:: RECORDS SUPPLIED

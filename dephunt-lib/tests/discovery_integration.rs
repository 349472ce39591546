//! Integration tests for bulk discovery, cursor checkpoints, and index reuse

use core::time::Duration;
use dephunt_lib::harvest::{
    Ecosystem, Endpoints, Fetcher, IndexSnapshot, NoProgress, Orchestrator, PackageId, PackageRequest, RegistryClient,
    RetryPolicy, RunOptions,
};
use serde_json::{Value, json};
use std::fs;
use std::path::Path;
use url::Url;
use wiremock::matchers::{method, path, query_param, query_param_is_missing};
use wiremock::{Mock, MockServer, ResponseTemplate};

fn orchestrator(server: &MockServer, output_dir: &Path) -> Orchestrator {
    let client = RegistryClient {
        fetcher: Fetcher::new(
            "dephunt-tests",
            RetryPolicy {
                max_attempts: 2,
                base_delay: Duration::from_millis(1),
                timeout: Duration::from_secs(5),
            },
        )
        .expect("Failed to create fetcher"),
        endpoints: Endpoints::rooted_at(&Url::parse(&server.uri()).unwrap()).unwrap(),
        page_delay: Duration::ZERO,
    };

    Orchestrator::new(client, output_dir)
}

fn options(resume: bool, refresh_index: bool) -> RunOptions {
    RunOptions {
        resume,
        refresh_index,
        concurrency: 4,
    }
}

fn ids(names: &[&str]) -> Vec<PackageId> {
    names.iter().copied().map(PackageId::new).collect()
}

async fn mount_record(server: &MockServer, p: &str, times: u64) {
    Mock::given(method("GET"))
        .and(path(p))
        .respond_with(ResponseTemplate::new(200).set_body_json(json!({ "path": p })))
        .expect(times)
        .mount(server)
        .await;
}

fn npm_rows(names: &[&str]) -> Value {
    json!({ "rows": names.iter().map(|n| json!({ "id": n, "key": n })).collect::<Vec<_>>() })
}

fn crates_page(names: &[&str]) -> Value {
    json!({ "crates": names.iter().map(|n| json!({ "name": n })).collect::<Vec<_>>() })
}

async fn mount_crates_page(server: &MockServer, page: &str, names: &[&str], times: u64) {
    Mock::given(method("GET"))
        .and(path("/api/v1/crates"))
        .and(query_param("page", page))
        .respond_with(ResponseTemplate::new(200).set_body_json(crates_page(names)))
        .expect(times)
        .mount(server)
        .await;
}

#[tokio::test]
#[cfg_attr(miri, ignore = "Miri cannot call CreateIoCompletionPort on Windows")]
async fn test_npm_pages_until_limit_then_continues() {
    let server = MockServer::start().await;
    Mock::given(method("GET"))
        .and(path("/_all_docs"))
        .and(query_param_is_missing("startkey"))
        .respond_with(ResponseTemplate::new(200).set_body_json(npm_rows(&["a", "b"])))
        .expect(1)
        .mount(&server)
        .await;
    Mock::given(method("GET"))
        .and(path("/_all_docs"))
        .and(query_param("startkey", "\"b\""))
        .and(query_param("skip", "1"))
        .respond_with(ResponseTemplate::new(200).set_body_json(npm_rows(&["c", "d"])))
        .expect(1)
        .mount(&server)
        .await;
    Mock::given(method("GET"))
        .and(path("/_all_docs"))
        .and(query_param("startkey", "\"d\""))
        .respond_with(ResponseTemplate::new(200).set_body_json(npm_rows(&[])))
        .expect(1)
        .mount(&server)
        .await;
    for name in ["/a", "/b", "/c", "/d"] {
        mount_record(&server, name, 1).await;
    }

    let dir = tempfile::tempdir().unwrap();
    let orchestrator = orchestrator(&server, dir.path());
    let store = orchestrator.store_for(Ecosystem::Npm);

    let first = orchestrator
        .run(Ecosystem::Npm, &PackageRequest::Discover { limit: 3 }, options(true, false), &NoProgress)
        .await
        .unwrap();
    assert_eq!(first.requested, 3);
    assert_eq!(first.downloaded, 3);

    let snapshot = IndexSnapshot::load(&store, Ecosystem::Npm).unwrap().unwrap();
    assert_eq!(snapshot.packages, ids(&["a", "b", "c", "d"]));
    assert_eq!(snapshot.cursor.as_deref(), Some("d"));
    assert!(!snapshot.complete);

    let bulk_progress: Value =
        serde_json::from_str(&fs::read_to_string(store.path_of("indexes/bulk_progress.json")).unwrap()).unwrap();
    assert_eq!(bulk_progress, json!({ "last_key": "d" }));

    let second = orchestrator
        .run(Ecosystem::Npm, &PackageRequest::Discover { limit: 10 }, options(true, false), &NoProgress)
        .await
        .unwrap();
    assert_eq!(second.requested, 4);
    assert_eq!(second.skipped, 3);
    assert_eq!(second.downloaded, 1);

    let snapshot = IndexSnapshot::load(&store, Ecosystem::Npm).unwrap().unwrap();
    assert!(snapshot.complete);
    assert_eq!(snapshot.packages.len(), 4);
}

#[tokio::test]
#[cfg_attr(miri, ignore = "Miri cannot call CreateIoCompletionPort on Windows")]
async fn test_npm_resume_seeds_cursor_from_bulk_progress() {
    let server = MockServer::start().await;
    Mock::given(method("GET"))
        .and(path("/_all_docs"))
        .and(query_param_is_missing("startkey"))
        .respond_with(ResponseTemplate::new(200).set_body_json(npm_rows(&["a"])))
        .expect(0)
        .mount(&server)
        .await;
    Mock::given(method("GET"))
        .and(path("/_all_docs"))
        .and(query_param("startkey", "\"m\""))
        .respond_with(ResponseTemplate::new(200).set_body_json(npm_rows(&["n", "o"])))
        .expect(1)
        .mount(&server)
        .await;
    mount_record(&server, "/n", 1).await;
    mount_record(&server, "/o", 1).await;

    let dir = tempfile::tempdir().unwrap();
    let orchestrator = orchestrator(&server, dir.path());
    orchestrator
        .store_for(Ecosystem::Npm)
        .put("indexes/bulk_progress.json", &json!({ "last_key": "m" }))
        .unwrap();

    let summary = orchestrator
        .run(Ecosystem::Npm, &PackageRequest::Discover { limit: 2 }, options(true, false), &NoProgress)
        .await
        .unwrap();

    assert_eq!(summary.downloaded, 2);
}

#[tokio::test]
#[cfg_attr(miri, ignore = "Miri cannot call CreateIoCompletionPort on Windows")]
async fn test_cargo_stops_on_empty_page_and_reuses_complete_index() {
    let server = MockServer::start().await;
    mount_crates_page(&server, "1", &["syn", "serde"], 1).await;
    mount_crates_page(&server, "2", &["tokio"], 1).await;
    mount_crates_page(&server, "3", &[], 1).await;
    for name in ["syn", "serde", "tokio"] {
        mount_record(&server, &format!("/api/v1/crates/{name}"), 1).await;
    }

    let dir = tempfile::tempdir().unwrap();
    let orchestrator = orchestrator(&server, dir.path());

    let first = orchestrator
        .run(Ecosystem::Cargo, &PackageRequest::Discover { limit: 10 }, options(true, false), &NoProgress)
        .await
        .unwrap();
    assert_eq!(first.requested, 3);
    assert_eq!(first.downloaded, 3);

    let snapshot = IndexSnapshot::load(&orchestrator.store_for(Ecosystem::Cargo), Ecosystem::Cargo)
        .unwrap()
        .unwrap();
    assert!(snapshot.complete);
    assert_eq!(snapshot.cursor.as_deref(), Some("2"));
    assert_eq!(snapshot.packages, ids(&["syn", "serde", "tokio"]));

    // The complete index is reused without listing again and everything is already stored.
    let second = orchestrator
        .run(Ecosystem::Cargo, &PackageRequest::Discover { limit: 10 }, options(true, false), &NoProgress)
        .await
        .unwrap();
    assert_eq!(second.requested, 3);
    assert_eq!(second.skipped, 3);
}

#[tokio::test]
#[cfg_attr(miri, ignore = "Miri cannot call CreateIoCompletionPort on Windows")]
async fn test_cached_index_prefix_satisfies_smaller_limit() {
    let server = MockServer::start().await;
    Mock::given(method("GET"))
        .and(path("/api/v1/crates"))
        .respond_with(ResponseTemplate::new(200).set_body_json(crates_page(&["never"])))
        .expect(0)
        .mount(&server)
        .await;
    mount_record(&server, "/api/v1/crates/first", 1).await;
    mount_record(&server, "/api/v1/crates/second", 0).await;

    let dir = tempfile::tempdir().unwrap();
    let orchestrator = orchestrator(&server, dir.path());
    let store = orchestrator.store_for(Ecosystem::Cargo);
    let mut snapshot = IndexSnapshot::new(Ecosystem::Cargo);
    snapshot.packages = ids(&["first", "second"]);
    snapshot.cursor = Some("1".to_string());
    snapshot.save(&store).unwrap();

    let summary = orchestrator
        .run(Ecosystem::Cargo, &PackageRequest::Discover { limit: 1 }, options(false, false), &NoProgress)
        .await
        .unwrap();

    assert_eq!(summary.requested, 1);
    assert_eq!(summary.downloaded, 1);
}

#[tokio::test]
#[cfg_attr(miri, ignore = "Miri cannot call CreateIoCompletionPort on Windows")]
async fn test_refresh_index_ignores_cached_snapshot() {
    let server = MockServer::start().await;
    mount_crates_page(&server, "1", &["fresh"], 1).await;
    mount_crates_page(&server, "2", &[], 1).await;
    mount_record(&server, "/api/v1/crates/fresh", 1).await;
    mount_record(&server, "/api/v1/crates/stale", 0).await;

    let dir = tempfile::tempdir().unwrap();
    let orchestrator = orchestrator(&server, dir.path());
    let store = orchestrator.store_for(Ecosystem::Cargo);
    let mut snapshot = IndexSnapshot::new(Ecosystem::Cargo);
    snapshot.packages = ids(&["stale"]);
    snapshot.complete = true;
    snapshot.save(&store).unwrap();

    let summary = orchestrator
        .run(Ecosystem::Cargo, &PackageRequest::Discover { limit: 5 }, options(false, true), &NoProgress)
        .await
        .unwrap();

    assert_eq!(summary.requested, 1);
    assert_eq!(summary.downloaded, 1);
    let snapshot = IndexSnapshot::load(&store, Ecosystem::Cargo).unwrap().unwrap();
    assert_eq!(snapshot.packages, ids(&["fresh"]));
}

#[tokio::test]
#[cfg_attr(miri, ignore = "Miri cannot call CreateIoCompletionPort on Windows")]
async fn test_discovery_error_keeps_partial_list() {
    let server = MockServer::start().await;
    mount_crates_page(&server, "1", &["a", "b"], 1).await;
    Mock::given(method("GET"))
        .and(path("/api/v1/crates"))
        .and(query_param("page", "2"))
        .respond_with(ResponseTemplate::new(500))
        .expect(2)
        .mount(&server)
        .await;
    mount_record(&server, "/api/v1/crates/a", 1).await;
    mount_record(&server, "/api/v1/crates/b", 1).await;

    let dir = tempfile::tempdir().unwrap();
    let orchestrator = orchestrator(&server, dir.path());
    let summary = orchestrator
        .run(Ecosystem::Cargo, &PackageRequest::Discover { limit: 10 }, options(false, false), &NoProgress)
        .await
        .unwrap();

    assert_eq!(summary.requested, 2);
    assert_eq!(summary.downloaded, 2);

    let snapshot = IndexSnapshot::load(&orchestrator.store_for(Ecosystem::Cargo), Ecosystem::Cargo)
        .unwrap()
        .unwrap();
    assert!(!snapshot.complete);
    assert_eq!(snapshot.cursor.as_deref(), Some("1"));
}

#[tokio::test]
#[cfg_attr(miri, ignore = "Miri cannot call CreateIoCompletionPort on Windows")]
async fn test_pypi_simple_index() {
    let server = MockServer::start().await;
    Mock::given(method("GET"))
        .and(path("/simple/"))
        .respond_with(ResponseTemplate::new(200).set_body_string(
            "<!DOCTYPE html><html><body>\
             <a href=\"/simple/requests/\">requests</a>\
             <a href=\"/simple/numpy/\">numpy</a>\
             <a href=\"/simple/flask/\">flask</a>\
             </body></html>",
        ))
        .expect(1)
        .mount(&server)
        .await;
    mount_record(&server, "/pypi/requests/json", 1).await;
    mount_record(&server, "/pypi/numpy/json", 1).await;
    mount_record(&server, "/pypi/flask/json", 0).await;

    let dir = tempfile::tempdir().unwrap();
    let orchestrator = orchestrator(&server, dir.path());
    let summary = orchestrator
        .run(Ecosystem::Pypi, &PackageRequest::Discover { limit: 2 }, options(false, false), &NoProgress)
        .await
        .unwrap();

    assert_eq!(summary.downloaded, 2);
    let snapshot = IndexSnapshot::load(&orchestrator.store_for(Ecosystem::Pypi), Ecosystem::Pypi)
        .unwrap()
        .unwrap();
    assert!(snapshot.complete);
    assert_eq!(snapshot.packages, ids(&["requests", "numpy", "flask"]));
}

#[tokio::test]
#[cfg_attr(miri, ignore = "Miri cannot call CreateIoCompletionPort on Windows")]
async fn test_maven_search_stops_once_limit_reached() {
    let server = MockServer::start().await;
    Mock::given(method("GET"))
        .and(path("/solrsearch/select"))
        .and(query_param("q", "g:org.apache"))
        .respond_with(ResponseTemplate::new(200).set_body_json(json!({
            "response": { "numFound": 2, "docs": [
                { "id": "org.apache.commons:commons-lang3", "g": "org.apache.commons", "a": "commons-lang3" },
                { "id": "broken", "g": "org.apache.commons" }
            ]}
        })))
        .expect(1)
        .mount(&server)
        .await;
    Mock::given(method("GET"))
        .and(path("/solrsearch/select"))
        .and(query_param("q", "g:com.google"))
        .respond_with(ResponseTemplate::new(200).set_body_json(json!({ "response": { "docs": [] } })))
        .expect(0)
        .mount(&server)
        .await;
    Mock::given(method("GET"))
        .and(path("/maven2/org/apache/commons/commons-lang3/maven-metadata.xml"))
        .respond_with(ResponseTemplate::new(200).set_body_string(
            "<metadata><versioning><release>3.17.0</release></versioning></metadata>",
        ))
        .expect(1)
        .mount(&server)
        .await;
    Mock::given(method("GET"))
        .and(path("/maven2/org/apache/commons/commons-lang3/3.17.0/commons-lang3-3.17.0.pom"))
        .respond_with(ResponseTemplate::new(200).set_body_string("<project/>"))
        .expect(1)
        .mount(&server)
        .await;

    let dir = tempfile::tempdir().unwrap();
    let orchestrator = orchestrator(&server, dir.path());
    let summary = orchestrator
        .run(Ecosystem::Maven, &PackageRequest::Discover { limit: 1 }, options(false, false), &NoProgress)
        .await
        .unwrap();

    assert_eq!(summary.requested, 1);
    assert_eq!(summary.downloaded, 1);

    let snapshot = IndexSnapshot::load(&orchestrator.store_for(Ecosystem::Maven), Ecosystem::Maven).unwrap().unwrap();
    assert_eq!(snapshot.packages, ids(&["org.apache.commons:commons-lang3"]));
    assert_eq!(snapshot.cursor.as_deref(), Some("org.apache"));
    assert!(!snapshot.complete);
}
//! Drives one harvest per ecosystem: build the work list, drop what is already
//! stored, fetch the rest in parallel, and record what failed.

use super::{
    Ecosystem, FailureManifest, FetchOutcome, IndexSnapshot, PackageId, Progress, RegistryClient, Store, dedup_in_order, dispatch,
};
use crate::Result;
use ohno::{EnrichableExt, app_err};
use std::collections::HashSet;
use std::path::PathBuf;
use std::sync::Arc;
use strum::Display;

const LOG_TARGET: &str = "   harvest";

/// Which packages a run should fetch.
#[derive(Debug, Clone, PartialEq, Eq)]
pub enum PackageRequest {
    /// Exactly these identifiers.
    Explicit(Vec<PackageId>),

    /// The identifiers recorded in the previous run's failure manifest.
    RetryFailed,

    /// The first `limit` identifiers from the ecosystem's index.
    Discover { limit: usize },
}

/// Knobs that apply to every ecosystem in a run.
#[derive(Debug, Clone, Copy, PartialEq, Eq)]
pub struct RunOptions {
    /// Skip identifiers whose metadata is already stored.
    pub resume: bool,

    /// Ignore a cached index snapshot and crawl again.
    pub refresh_index: bool,

    /// Maximum number of fetches in flight.
    pub concurrency: usize,
}

impl Default for RunOptions {
    fn default() -> Self {
        Self {
            resume: false,
            refresh_index: false,
            concurrency: 10,
        }
    }
}

/// Counts for one ecosystem run.
#[derive(Debug, Clone, PartialEq, Eq)]
pub struct RunSummary {
    pub ecosystem: Ecosystem,

    /// Distinct identifiers in the work list.
    pub requested: usize,

    /// Identifiers skipped because their metadata was already stored.
    pub skipped: usize,

    /// Identifiers fetched and stored during this run.
    pub downloaded: usize,

    /// Identifiers that could not be fetched, in work-list order.
    pub failed: Vec<PackageId>,

    /// Total size of the stored metadata records for the work list.
    pub stored_bytes: u64,
}

/// Stages of a single ecosystem run.
#[derive(Debug, Clone, Copy, PartialEq, Eq, Display)]
enum Phase {
    ListBuilt,
    Filtered,
    Dispatched,
    Reported,
}

/// Store key of the metadata record for `id`.
#[must_use]
pub fn metadata_key(id: &PackageId) -> String {
    format!("metadata/{}.json", id.storage_name())
}

/// Runs harvests rooted at an output directory, one subdirectory per ecosystem.
#[derive(Debug, Clone)]
pub struct Orchestrator {
    client: Arc<RegistryClient>,
    output_dir: PathBuf,
}

impl Orchestrator {
    #[must_use]
    pub fn new(client: RegistryClient, output_dir: impl Into<PathBuf>) -> Self {
        Self {
            client: Arc::new(client),
            output_dir: output_dir.into(),
        }
    }

    /// The store holding everything for `ecosystem`.
    #[must_use]
    pub fn store_for(&self, ecosystem: Ecosystem) -> Store {
        Store::new(self.output_dir.join(ecosystem.to_string()))
    }

    /// Run every ecosystem in turn. A failing ecosystem does not stop the others.
    pub async fn run_all(
        &self,
        ecosystems: &[Ecosystem],
        request: &PackageRequest,
        options: RunOptions,
        progress: &dyn Progress,
    ) -> Vec<(Ecosystem, Result<RunSummary>)> {
        let mut results = Vec::with_capacity(ecosystems.len());

        for &ecosystem in ecosystems {
            let result = self.run(ecosystem, request, options, progress).await;
            if let Err(e) = &result {
                log::error!(target: LOG_TARGET, "{ecosystem}: run failed: {e:#}");
            }
            results.push((ecosystem, result));
        }

        results
    }

    /// Harvest one ecosystem.
    pub async fn run(
        &self,
        ecosystem: Ecosystem,
        request: &PackageRequest,
        options: RunOptions,
        progress: &dyn Progress,
    ) -> Result<RunSummary> {
        let store = self.store_for(ecosystem);

        let work = match request {
            PackageRequest::Explicit(ids) => ids.clone(),
            PackageRequest::RetryFailed => FailureManifest::load(&store)
                .map_err(|e| e.enrich_with(|| format!("reading the {ecosystem} failure manifest")))?
                .map(|manifest| manifest.failed_packages)
                .unwrap_or_default(),
            PackageRequest::Discover { limit } => self.build_index(ecosystem, &store, *limit, options, progress).await,
        };
        let work = dedup_in_order(work);
        let requested = work.len();
        enter(ecosystem, Phase::ListBuilt, requested);

        let pending: Vec<PackageId> = if options.resume {
            work.iter().filter(|id| !store.exists(&metadata_key(id))).cloned().collect()
        } else {
            work.clone()
        };
        let skipped = requested - pending.len();
        enter(ecosystem, Phase::Filtered, pending.len());

        progress.set_phase(&format!("Fetching {ecosystem}"));
        let report = {
            let client = Arc::clone(&self.client);
            let store = store.clone();
            dispatch(pending, options.concurrency, progress, move |id: PackageId| {
                let client = Arc::clone(&client);
                let store = store.clone();
                async move { fetch_and_store(ecosystem, &client, &store, &id).await }
            })
            .await
        };
        enter(ecosystem, Phase::Dispatched, report.total());

        let downloaded = report.succeeded.len();
        let failed_set: HashSet<PackageId> = report.failures.into_iter().map(|f| f.item).collect();
        let failed: Vec<PackageId> = work.iter().filter(|id| failed_set.contains(id)).cloned().collect();
        let stored_bytes = work.iter().filter_map(|id| store.size(&metadata_key(id))).sum();

        if failed.is_empty() {
            if FailureManifest::clear(&store)? {
                log::debug!(target: LOG_TARGET, "{ecosystem}: removed the previous failure manifest");
            }
        } else {
            FailureManifest {
                failed_packages: failed.clone(),
            }
            .save(&store)?;
        }
        enter(ecosystem, Phase::Reported, failed.len());

        Ok(RunSummary {
            ecosystem,
            requested,
            skipped,
            downloaded,
            failed,
            stored_bytes,
        })
    }

    /// Produce up to `limit` identifiers, reusing a cached snapshot when it suffices.
    ///
    /// Discovery errors are logged and whatever had been found up to that point is used.
    async fn build_index(
        &self,
        ecosystem: Ecosystem,
        store: &Store,
        limit: usize,
        options: RunOptions,
        progress: &dyn Progress,
    ) -> Vec<PackageId> {
        let cached = if options.refresh_index {
            None
        } else {
            IndexSnapshot::load(store, ecosystem).unwrap_or_else(|e| {
                log::warn!(target: LOG_TARGET, "{ecosystem}: ignoring unreadable cached index: {e:#}");
                None
            })
        };

        let mut snapshot = match cached {
            Some(snapshot) if snapshot.satisfies(limit) => {
                log::info!(
                    target: LOG_TARGET,
                    "{ecosystem}: using cached index of {} package(s)",
                    snapshot.packages.len()
                );
                return snapshot.head(limit);
            }
            Some(snapshot) => {
                log::info!(
                    target: LOG_TARGET,
                    "{ecosystem}: continuing interrupted discovery after {} package(s)",
                    snapshot.packages.len()
                );
                snapshot
            }
            None => ecosystem.initial_snapshot(store, options.resume).unwrap_or_else(|e| {
                log::warn!(target: LOG_TARGET, "{ecosystem}: ignoring unreadable discovery progress: {e:#}");
                IndexSnapshot::new(ecosystem)
            }),
        };

        progress.set_phase(&format!("Discovering {ecosystem}"));
        if let Err(e) = ecosystem.discover(&self.client, store, progress, &mut snapshot, limit).await {
            log::error!(
                target: LOG_TARGET,
                "{ecosystem}: discovery stopped early, continuing with {} package(s) found so far: {e:#}",
                snapshot.packages.len()
            );
        }

        snapshot.head(limit)
    }
}

fn enter(ecosystem: Ecosystem, phase: Phase, count: usize) {
    log::debug!(target: LOG_TARGET, "{ecosystem}: {phase} ({count})");
}

/// Fetch one record and persist it. Anything short of a stored record is an error.
async fn fetch_and_store(ecosystem: Ecosystem, client: &RegistryClient, store: &Store, id: &PackageId) -> Result<()> {
    let result = match ecosystem.fetch_metadata(client, id).await {
        FetchOutcome::Success(record) => store
            .put(&metadata_key(id), &record)
            .map_err(|e| e.enrich_with(|| format!("storing metadata for {id}"))),
        FetchOutcome::NotFound => Err(app_err!("{id} does not exist in the {ecosystem} registry")),
        FetchOutcome::TransientError(e) | FetchOutcome::PermanentError(e) => Err(e),
    };

    if let Err(e) = &result {
        log::warn!(target: LOG_TARGET, "{ecosystem}: unable to fetch {id}: {e:#}");
    }

    result
}

#[cfg(test)]
mod tests {
    use super::*;

    #[test]
    fn test_metadata_key() {
        assert_eq!(metadata_key(&PackageId::new("serde")), "metadata/serde.json");
        assert_eq!(metadata_key(&PackageId::new("@types/node")), "metadata/@types_node.json");
        assert_eq!(metadata_key(&PackageId::new("org.slf4j:slf4j-api")), "metadata/org.slf4j_slf4j-api.json");
    }

    #[test]
    fn test_default_options() {
        let options = RunOptions::default();
        assert_eq!(options.concurrency, 10);
        assert!(!options.resume);
    }
}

::::

◆ **WHAT THE EXERCISE ASKS**: The answer is one number: how many lines of the material above contain "flask".

◆ **WRITTEN ANSWER**: 3